China's healthcare revolution to bolster response to coronavirus
Updated 11:15, 22-Jan-2020
Tom Fowdy

Editor's note: Tom Fowdy is a British political and international relations analyst and a graduate of Durham and Oxford universities. He writes on topics pertaining to China, the DPRK, Britain, and the U.S. The article reflects the author's opinions, and not necessarily the views of CGTN.

The global media has been intensely focusing on the outbreak of the coronavirus in Wuhan, the capital of central China's Hubei Province. Although there are inevitable fears over its spread, the response of Chinese authorities to the disease has in fact been decisive, open and resolute. Central leaders have called for transparency and accountability in handling the crisis.
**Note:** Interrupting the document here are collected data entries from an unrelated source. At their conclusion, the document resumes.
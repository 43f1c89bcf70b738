//! Per-event panel assembly
//!
//! For one seal event the assembler loads the event's windows, picks candidate
//! products, admits the persistently listed ones, samples counterfactual
//! firms per admitted product, and collects the offer spells each
//! (product, firm) task needs. The result is an in-memory [`EventPlan`]; the
//! store is not touched again once the plan exists, so rows can be emitted
//! while another event is being prepared.
//!
//! Task order inside a plan: product outer loop, the seal firm first, then
//! its counterfactual firms.

use std::collections::{BTreeSet, HashSet};
use std::sync::Arc;
use tokio_util::sync::CancellationToken;

use super::config::{PanelConfig, ProductSelection};
use super::continuity::ContinuityFilter;
use super::db::{PanelStore, Relation};
use super::error::PanelError;
use super::ingestion::{DataIngestionManager, PartitionSource, WindowLoad};
use super::query::{ExcludeScraperIps, Ident, Predicate, QueryCriterion, SelectQuery};
use super::reclaim::{MemoryProbe, RecoveryPause};
use super::sampling::{ProductSelector, RandomProductSelector, SamplingEngine, TopClicksProductSelector};
use super::seal_events::SealFirmSet;
use super::state::ProcessedFirmSet;
use super::types::{FirmId, ObservationRow, ProductId, SealChangeEvent};
use super::windows::{observation_bounds, running_var, unix_from_running_var, WindowResolver};

#[derive(Debug, Clone, Copy)]
pub struct AssemblerSettings {
    pub resolver: WindowResolver,
    pub continuity_weeks: u32,
    pub counterfactual_sample_size: usize,
    pub seed: u64,
}

impl AssemblerSettings {
    pub fn from_config(config: &PanelConfig) -> Self {
        Self {
            resolver: config.window_resolver(),
            continuity_weeks: config.continuity_weeks,
            counterfactual_sample_size: config.counterfactual_sample_size,
            seed: config.sampler_seed,
        }
    }
}

/// One (product, firm) pair and its offer spells around the seal date
#[derive(Debug, Clone, PartialEq, Eq)]
pub struct PanelTask {
    pub product_id: ProductId,
    pub firm_id: FirmId,
    pub treatment_flag: u8,
    /// `[start, end)` spells overlapping the observation bound
    pub spells: Vec<(i64, i64)>,
}

impl PanelTask {
    /// Weeks with an active spell, restricted to the ±26-week observation bound
    pub fn offered_weeks(&self, seal_unix: i64) -> Vec<i64> {
        let (low, high) = observation_bounds(seal_unix);
        let mut weeks = BTreeSet::new();
        for &(start, end) in &self.spells {
            if end <= start {
                continue;
            }
            let first = running_var(start).max(low);
            let last = running_var(end - 1).min(high);
            weeks.extend(first..=last);
        }
        weeks.into_iter().collect()
    }

    pub fn rows(&self, seal_unix: i64) -> Vec<ObservationRow> {
        self.offered_weeks(seal_unix)
            .into_iter()
            .map(|week| ObservationRow {
                product_id: self.product_id,
                firm_id: self.firm_id.clone(),
                week_running_var: week,
                treatment_flag: self.treatment_flag,
            })
            .collect()
    }
}

/// Everything needed to emit one event's rows
#[derive(Debug, Clone)]
pub struct EventPlan {
    pub event: SealChangeEvent,
    pub window: WindowLoad,
    pub candidates: usize,
    pub admitted: usize,
    pub tasks: Vec<PanelTask>,
}

impl EventPlan {
    /// Rows grouped per task, in task order
    pub fn task_rows(&self) -> impl Iterator<Item = Vec<ObservationRow>> + '_ {
        let seal_unix = self.event.seal_unix();
        self.tasks.iter().map(move |task| task.rows(seal_unix))
    }

    pub fn rows(&self) -> Vec<ObservationRow> {
        self.task_rows().flatten().collect()
    }
}

pub struct PanelAssembler {
    ingestion: DataIngestionManager,
    sampler: SamplingEngine,
    continuity: ContinuityFilter,
    selector: Box<dyn ProductSelector>,
    seal_firms: Arc<SealFirmSet>,
    settings: AssemblerSettings,
}

impl PanelAssembler {
    pub fn new(
        ingestion: DataIngestionManager,
        sampler: SamplingEngine,
        continuity: ContinuityFilter,
        selector: Box<dyn ProductSelector>,
        seal_firms: Arc<SealFirmSet>,
        settings: AssemblerSettings,
    ) -> Self {
        Self { ingestion, sampler, continuity, selector, seal_firms, settings }
    }

    /// Wire up every component from the run configuration
    ///
    /// `allowed_firms` is only consulted when counterfactuals are required to
    /// be on the allowed list.
    pub fn from_config(
        config: &PanelConfig,
        store: PanelStore,
        seal_firms: Arc<SealFirmSet>,
        allowed_firms: Option<Arc<HashSet<FirmId>>>,
        probe: Arc<dyn MemoryProbe>,
        cancel: CancellationToken,
    ) -> Self {
        let recovery = RecoveryPause::new(config.recovery, probe, cancel);
        let ingestion = DataIngestionManager::new(
            store.clone(),
            PartitionSource::from_config(config),
            config.offer_policy,
            config.click_policy,
            recovery,
        );

        let mut criteria: Vec<Arc<dyn QueryCriterion>> = Vec::new();
        if config.exclude_scraper_clicks && config.scraper_ips_path.is_some() {
            criteria.push(Arc::new(ExcludeScraperIps));
        }
        let mut sampler = SamplingEngine::new(store.clone(), config.continuity_weeks).with_criteria(criteria);
        if config.require_allowed_counterfactuals {
            match allowed_firms {
                Some(allowed) => sampler = sampler.with_allowed_firms(allowed),
                None => log::warn!("⚠️  Allowed counterfactuals required but no allowed-firm list loaded"),
            }
        }

        let selector: Box<dyn ProductSelector> = match config.product_selection {
            ProductSelection::TopClicks => Box::new(TopClicksProductSelector { limit: config.top_products_by_clicks }),
            ProductSelection::Random => Box::new(RandomProductSelector {
                sample_size: config.product_sample_size,
                seed: config.sampler_seed,
            }),
        };

        Self::new(
            ingestion,
            sampler,
            ContinuityFilter::new(store, config.continuity_missing_weeks_allowed),
            selector,
            seal_firms,
            AssemblerSettings::from_config(config),
        )
    }

    pub fn ingestion(&self) -> &DataIngestionManager {
        &self.ingestion
    }

    pub fn store(&self) -> &PanelStore {
        self.ingestion.store()
    }

    pub fn seal_firms(&self) -> &SealFirmSet {
        &self.seal_firms
    }

    /// Spells of `(product, firm)` that can contribute observation weeks
    fn task_spells(&self, product: ProductId, firm: &str, seal_unix: i64) -> Result<Vec<(i64, i64)>, PanelError> {
        let (low, high) = observation_bounds(seal_unix);
        let query = SelectQuery::from(Relation::Offers.ident())
            .column(Ident::from_static("dtimebegin"))
            .column(Ident::from_static("dtimeend"))
            .filter(Predicate::Eq(Ident::from_static("produkt_id"), product.into()))
            .filter(Predicate::Eq(Ident::from_static("haendler_bez"), firm.to_string().into()))
            .filter(Predicate::Overlaps {
                start: Ident::from_static("dtimebegin"),
                end: Ident::from_static("dtimeend"),
                from: unix_from_running_var(low),
                to: unix_from_running_var(high + 1),
            })
            .build();
        self.store()
            .query_map(&query, |row| Ok((row.get::<_, i64>(0)?, row.get::<_, i64>(1)?)))
    }

    fn task(&self, product: ProductId, firm: &str, treatment_flag: u8, seal_unix: i64) -> Result<PanelTask, PanelError> {
        Ok(PanelTask {
            product_id: product,
            firm_id: firm.to_string(),
            treatment_flag,
            spells: self.task_spells(product, firm, seal_unix)?,
        })
    }

    /// Load the event's windows and build its task list
    ///
    /// Blocking; needs exclusive use of the store until it returns.
    pub fn prepare(&self, event: &SealChangeEvent) -> Result<EventPlan, PanelError> {
        log::info!("🔧 Preparing seal event '{}' ({})", event.firm, event.seal_date_str());

        let resolver = &self.settings.resolver;
        let window = self.ingestion.prepare_event_windows(
            &resolver.offer_partitions(event.seal_date),
            &resolver.click_partitions(event.seal_date),
        )?;

        let candidates = self.selector.select(&self.sampler, event)?;
        let mut admitted = Vec::new();
        for &product in &candidates {
            if self.continuity.is_continuously_offered(
                product,
                &event.firm,
                event.seal_date,
                self.settings.continuity_weeks,
            )? {
                admitted.push(product);
            }
        }

        let seal_unix = event.seal_unix();
        let mut tasks = Vec::new();
        for &product in &admitted {
            tasks.push(self.task(product, &event.firm, 1, seal_unix)?);

            let counterfactuals = self.sampler.sample_counterfactual_firms(
                product,
                event.seal_date,
                &self.seal_firms,
                self.settings.counterfactual_sample_size,
                self.settings.seed,
            )?;
            // The treated firm never serves as its own control
            for firm in counterfactuals.iter().filter(|firm| **firm != event.firm) {
                tasks.push(self.task(product, firm, 0, seal_unix)?);
            }
        }

        log::info!(
            "   ├─ {} candidates via {}, {} admitted, {} tasks",
            candidates.len(),
            self.selector.name(),
            admitted.len(),
            tasks.len()
        );

        Ok(EventPlan {
            event: event.clone(),
            window,
            candidates: candidates.len(),
            admitted: admitted.len(),
            tasks,
        })
    }

    /// Prepare `event` unless it was already claimed in `processed`
    ///
    /// Returns `None` for an already processed (firm, seal date).
    pub fn assemble(
        &self,
        event: &SealChangeEvent,
        processed: &ProcessedFirmSet,
    ) -> Result<Option<EventPlan>, PanelError> {
        if !processed.try_mark(event.processing_key()) {
            log::info!("⏭️  '{}' ({}) already processed, skipping", event.firm, event.seal_date_str());
            return Ok(None);
        }
        self.prepare(event).map(Some)
    }
}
While the mainstream media is likely to continue to be skeptical and dramatic as events unfold, it is important to observe behind the headlines that for many years now China has been actively pursuing a "healthcare revolution", with authorities working towards goals to dramatically transform the quality of care, life and services available in China with high levels of investment. Given this, China's capability in responding to this crisis will be vastly different from the severe acute respiratory syndrome (SARS) outbreak of 2003.

To start off on the topic of China and public health, the country is in a unique situation: How do you provide widely available healthcare services to a nation of 1.4 billion people, not least when that country was only a few decades ago in a state of poverty and largely of an agrarian nature? Such a situation means that once upon a time high quality medical infrastructure was scarce, doctor numbers were lower and modern medicines were not available. In 1966, World Bank data shows there was only an average of 0.91 doctors and 1.45 hospital beds available per 1000 people.

The seafood market in Wuhan. /CCTV Photo

The seafood market in Wuhan. /CCTV Photo

Yet a transformation has taken place. China's government has made continuing investment in high quality healthcare – a key indicator of national development. Its goal is to create a comprehensive, universal and affordable health care system which can cover everyone, a key part of the country's reform and opening-up initiative. As a result, healthcare spending has soared astronomically, with Statista research finding that China's total healthcare spending soared from some 1.5 trillion yuan (about 210 billion U.S. dollars) in 2008 to nearly 6 trillion yuan (about 855 billion U.S. dollars) in 2018.

Comparing the same statistics above, China's number of doctors per 1,000 people has more than doubled to 1.7, also a heralding of its success in education, while the number of hospital beds per 1,000 people increased nearly fourfold to 4.2 by 2012. Subsidies for hospitals increased from 84 billion yuan in 2010 to 270.5 billion yuan in 2018.

In addition, the government has also invested heavily to ensure greater public access to medicine and pharmacy. A Bloomberg study highlights that government investment has also seen the average price of drugs and pharmaceutical goods fall from 672 yuan to 17.36 yuan, dropping beyond the American median price of 83.16 yuan. The government has also encouraged greater private investment in pharmaceutical and biotechnology firms with venture capital deals more than tripling from less than 4 billion U.S. dollars in 2015 to 17.6 billion U.S. dollars in 2018.

The results of these investments are quite clear. World Health Organization (WHO) data has found that maternal mortality rates in China dropped from 10,000 in 2000 to 4,900 in 2017, and China's average life expectancy has soared from 66 years in 1978 to 76.79 in 2019, almost equaling that of the United States, while the country's infant mortality rate has fallen from 135 in the 1950s to 9.5 in 2012, a 3-4 percent decline every year. 

Moving into the future, China's National Health commission states that the government has set a goal of increasing the country's cancer survival rate by an additional 15 percent by 2030.

Given these figures, as the mainstream media cover the current situation they are unlikely to tell you just how much and how drastically China's healthcare environment has changed, not just in the space of 40 years, but in the space of a single decade. Undoubtedly, the country's authorities are taking healthcare and public well-being very seriously and from this, their ability to respond and contain the new virus is likely being underestimated by Western commentary.